- [Task item]: Every line in the records below with the string "configuration" needs to be copied out.

Stored data entries
::::

//! Engine configuration options.

use rust_decimal::Decimal;
use rust_decimal_macros::dec;

use crate::config::{ConfigError, SimulationConfig};

/// Engine configuration.
#[derive(Debug, Clone)]
pub struct EngineConfig {
    /// Flat fee charged on every fill, as a fraction of notional.
    pub fee_rate: Decimal,
    /// Maximum number of equity points kept on a portfolio.
    pub equity_history_limit: usize,
    /// Quick trades draw slippage uniformly from this range.
    pub slippage_min: f64,
    pub slippage_max: f64,
}

impl Default for EngineConfig {
    fn default() -> Self {
        Self {
            fee_rate: dec!(0.001),
            equity_history_limit: 720,
            slippage_min: 0.0002,
            slippage_max: 0.0015,
        }
    }
}

impl From<&SimulationConfig> for EngineConfig {
    fn from(config: &SimulationConfig) -> Self {
        Self {
            fee_rate: config.fees.fee_rate,
            equity_history_limit: config.portfolio.equity_history_limit,
            ..Self::default()
        }
    }
}

impl EngineConfig {
    pub fn validate(&self) -> Result<(), ConfigError> {
        if self.fee_rate < Decimal::ZERO || self.fee_rate >= dec!(0.05) {
            return Err(ConfigError::InvalidFees {
                reason: "fee rate must be within [0, 5%)".to_string(),
            });
        }

        let (low, high) = (self.slippage_min, self.slippage_max);
        if !(low >= 0.0 && low <= high && high < 1.0) {
            return Err(ConfigError::InvalidSlippage {
                reason: format!("slippage range [{}, {}] must lie within [0, 1) and be ordered", low, high),
            });
        }

        if self.equity_history_limit == 0 {
            return Err(ConfigError::InvalidPortfolio {
                reason: "equity history limit must be non-zero".to_string(),
            });
        }

        Ok(())
    }
}

#[cfg(test)]
mod tests {
    use super::*;

    #[test]
    fn default_is_valid() {
        assert!(EngineConfig::default().validate().is_ok());
        assert!(EngineConfig::from(&SimulationConfig::stress()).validate().is_ok());
    }

    #[test]
    fn inverted_slippage_is_rejected() {
        let config = EngineConfig {
            slippage_min: 0.002,
            slippage_max: 0.001,
            ..EngineConfig::default()
        };
        assert!(matches!(config.validate(), Err(ConfigError::InvalidSlippage { .. })));

        let nan = EngineConfig {
            slippage_max: f64::NAN,
            ..EngineConfig::default()
        };
        assert!(matches!(nan.validate(), Err(ConfigError::InvalidSlippage { .. })));
    }

    #[test]
    fn zero_width_slippage_is_allowed() {
        let config = EngineConfig {
            slippage_min: 0.001,
            slippage_max: 0.001,
            ..EngineConfig::default()
        };
        assert!(config.validate().is_ok());
    }
}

::::

- [Answer to this exercise]:
//! Engine configuration options.
/// Engine configuration.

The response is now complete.